The Commissioners Court approved increases to the corrections salary chart and a 6% cost of living adjustment (COLA) for law enforcement, in addition to a step increase based on tenure equivalent to 2.25%. Civilian employees will receive a 4% COLA and 2% merit increase.
“This budget shows a significant investment in our law enforcement. We have increased both the corrections and law enforcement pay charts and added six new employees,” said County Judge Bill Gravell. “This investment totals more than $5.6 million. In Williamson County we do not defund our police, we defend them.”
“I am most proud to support our District Attorney’s desire to increase professionalism in his office by supporting funding for two new senior prosecutors to help our children as well as ensure the integrity of our convictions. This is a win-win for the taxpayers and for Williamson County’s judicial system,” said Precinct 1 Commissioner Terry Cook.
The General Fund budget also includes $12.7 million for capital improvements as well as $13,877,365.14 for the county’s long-range transportation plan.

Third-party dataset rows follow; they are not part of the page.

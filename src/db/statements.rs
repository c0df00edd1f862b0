//! Every SQL statement the operation modules run. Keeping them in one place
//! lets the store compile the whole set at startup.

/// Schema version written to `PRAGMA user_version`.
pub(crate) const SCHEMA_VERSION: i64 = 1;

pub(crate) const SCHEMA: &str = "
    CREATE TABLE IF NOT EXISTS books (
        id INTEGER PRIMARY KEY AUTOINCREMENT,
        isbn TEXT NOT NULL UNIQUE,
        title TEXT NOT NULL,
        author TEXT,
        publisher TEXT,
        published_year INTEGER
    );

    CREATE TABLE IF NOT EXISTS book_copies (
        id INTEGER PRIMARY KEY AUTOINCREMENT,
        book_id INTEGER NOT NULL,
        copy_number INTEGER NOT NULL,
        status TEXT NOT NULL DEFAULT 'available',
        location TEXT,
        copy_barcode TEXT UNIQUE,
        UNIQUE (book_id, copy_number),
        FOREIGN KEY (book_id) REFERENCES books(id)
    );

    CREATE TABLE IF NOT EXISTS students (
        id INTEGER PRIMARY KEY AUTOINCREMENT,
        full_name TEXT NOT NULL,
        period INTEGER NOT NULL
    );

    CREATE TABLE IF NOT EXISTS loans (
        id INTEGER PRIMARY KEY AUTOINCREMENT,
        book_copy_id INTEGER NOT NULL,
        student_id INTEGER NOT NULL,
        checkout_date TEXT NOT NULL,
        due_date TEXT NOT NULL,
        return_date TEXT,
        FOREIGN KEY (book_copy_id) REFERENCES book_copies(id),
        FOREIGN KEY (student_id) REFERENCES students(id)
    );

    CREATE INDEX IF NOT EXISTS idx_loans_outstanding ON loans(due_date) WHERE return_date IS NULL;
";

pub(crate) const UPSERT_BOOK: &str = "
    INSERT INTO books (isbn, title, author, publisher, published_year)
    VALUES (?1, ?2, ?3, ?4, ?5)
    ON CONFLICT(isbn) DO UPDATE SET
        title = excluded.title,
        author = excluded.author,
        publisher = COALESCE(excluded.publisher, books.publisher),
        published_year = COALESCE(excluded.published_year, books.published_year)";

pub(crate) const BOOK_ID_BY_ISBN: &str = "SELECT id FROM books WHERE isbn = ?1";

pub(crate) const LIST_BOOKS: &str = "
    SELECT id, isbn, title, author, publisher, published_year
    FROM books
    ORDER BY title COLLATE NOCASE, isbn";

pub(crate) const SEARCH_BOOKS: &str = "
    SELECT id, isbn, title, author, publisher, published_year
    FROM books
    WHERE title LIKE ?1 ESCAPE '\\'
    ORDER BY title COLLATE NOCASE, isbn";

/// Computes the next copy number and inserts in one statement so the maximum
/// cannot move between the read and the write.
pub(crate) const INSERT_NEXT_COPY: &str = "
    INSERT INTO book_copies (book_id, copy_number, location, copy_barcode)
    SELECT ?1, COALESCE(MAX(copy_number), 0) + 1, ?2, ?3
    FROM book_copies
    WHERE book_id = ?1";

pub(crate) const COPY_NUMBER_BY_ID: &str = "SELECT copy_number FROM book_copies WHERE id = ?1";

pub(crate) const LIST_COPIES: &str = "
    SELECT c.id, c.book_id, b.isbn, b.title, c.copy_number, c.status, c.location, c.copy_barcode
    FROM book_copies c
    INNER JOIN books b ON b.id = c.book_id
    ORDER BY b.title COLLATE NOCASE, b.isbn, c.copy_number";

pub(crate) const COPY_EXISTS: &str = "SELECT 1 FROM book_copies WHERE id = ?1";

pub(crate) const INSERT_STUDENT: &str =
    "INSERT INTO students (full_name, period) VALUES (?1, ?2)";

pub(crate) const LIST_STUDENTS: &str = "
    SELECT id, full_name, period
    FROM students
    ORDER BY period, full_name COLLATE NOCASE, id";

pub(crate) const SEARCH_STUDENTS: &str = "
    SELECT id, full_name, period
    FROM students
    WHERE full_name LIKE ?1 ESCAPE '\\'
    ORDER BY full_name COLLATE NOCASE, period, id";

pub(crate) const STUDENT_EXISTS: &str = "SELECT 1 FROM students WHERE id = ?1";

pub(crate) const INSERT_LOAN: &str = "
    INSERT INTO loans (book_copy_id, student_id, checkout_date, due_date)
    VALUES (?1, ?2, ?3, ?4)";

pub(crate) const OUTSTANDING_CHECKOUT_DATE: &str =
    "SELECT checkout_date FROM loans WHERE id = ?1 AND return_date IS NULL";

pub(crate) const CLOSE_LOAN: &str =
    "UPDATE loans SET return_date = ?2 WHERE id = ?1 AND return_date IS NULL";

pub(crate) const LIST_OUTSTANDING_LOANS: &str = "
    SELECT l.id, c.id, b.isbn, b.title, c.copy_number, s.id, s.full_name,
           l.checkout_date, l.due_date, l.return_date
    FROM loans l
    INNER JOIN book_copies c ON c.id = l.book_copy_id
    INNER JOIN books b ON b.id = c.book_id
    INNER JOIN students s ON s.id = l.student_id
    WHERE l.return_date IS NULL
    ORDER BY l.due_date, l.id";

/// The statements compiled into the connection cache when the store opens.
pub(crate) const ALL: &[&str] = &[
    UPSERT_BOOK,
    BOOK_ID_BY_ISBN,
    LIST_BOOKS,
    SEARCH_BOOKS,
    INSERT_NEXT_COPY,
    COPY_NUMBER_BY_ID,
    LIST_COPIES,
    COPY_EXISTS,
    INSERT_STUDENT,
    LIST_STUDENTS,
    SEARCH_STUDENTS,
    STUDENT_EXISTS,
    INSERT_LOAN,
    OUTSTANDING_CHECKOUT_DATE,
    CLOSE_LOAN,
    LIST_OUTSTANDING_LOANS,
];

/// Turn a user fragment into a `LIKE` pattern that matches it as a literal
/// substring. Pairs with `ESCAPE '\'` in the search statements.
pub(crate) fn contains_pattern(fragment: &str) -> String {
    let mut pattern = String::with_capacity(fragment.len() + 2);
    pattern.push('%');
    for ch in fragment.chars() {
        if matches!(ch, '%' | '_' | '\\') {
            pattern.push('\\');
        }
        pattern.push(ch);
    }
    pattern.push('%');
    pattern
}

The adopted FY 21 Road and Bridge Fund budget is $46,887,639.54. It includes a 4% COLA and 2% merit increase for employees, five new employees and $5 million for the county’s long-range transportation plan.
The recommended FY 21 Debt Service Fund budget is $152,451,260 and includes $25 million for debt defeasance to pay down debt early.
“Paying down debt early is a priority of this Commissioners Court. For nearly 20 years, Williamson County has saved more than $174.5 million in interest through its efforts to pay off debt early and refinancing,” said Commissioner Valerie Covey, Precinct 3.
“The Commissioners Court has taken the first steps in updating the county’s strategic plan. Our budget includes funding to develop this plan which will set priorities for the county for the next several years,” said Precinct 4 Commissioner Russ Boles.
The adopted FY22 budget is available for residents to review on the Budget Office website, under the section titled “Budget Overview”. The link is www.wilco.org/Departments/Budget-Office/Budget-Overview. A hard copy of the budget will be available by September 30, 2021, at the County Clerk’s Office in the Justice Center located at 405 Martin Luther King Jr. Street, in Georgetown.